## Assigned task
Give back an exact copy of the lines from the start of the material through the line bearing "API error (status". Include both ends and nothing else.

## Record excerpts
————

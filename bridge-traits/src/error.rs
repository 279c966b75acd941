use thiserror::Error;

#[derive(Error, Debug)]
pub enum BridgeError {
    #[error("Bridge capability not available: {0}")]
    NotAvailable(String),

    #[error("Bridge operation failed: {0}")]
    OperationFailed(String),

    #[error("Remote API error (status {status}): {message}")]
    Remote { status: u16, message: String },

    #[error("Malformed response: {0}")]
    Malformed(String),

    #[error("IO error: {0}")]
    Io(#[from] std::io::Error),
}

impl BridgeError {
    /// HTTP status attached to a remote failure, if any
    pub fn status(&self) -> Option<u16> {
        match self {
            BridgeError::Remote { status, .. } => Some(*status),
            _ => None,
        }
    }
}

pub type Result<T> = std::result::Result<T, BridgeError>;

————

## Response area
filename bridge-traits/src/error.rs
repository 279c966b75acd941
use thiserror::Error;

#[derive(Error, Debug)]
pub enum BridgeError {
    #[error("Bridge capability not available: {0}")]
    NotAvailable(String),

    #[error("Bridge operation failed: {0}")]
    OperationFailed(String),

    #[error("Remote API error (status {status}): {message}")]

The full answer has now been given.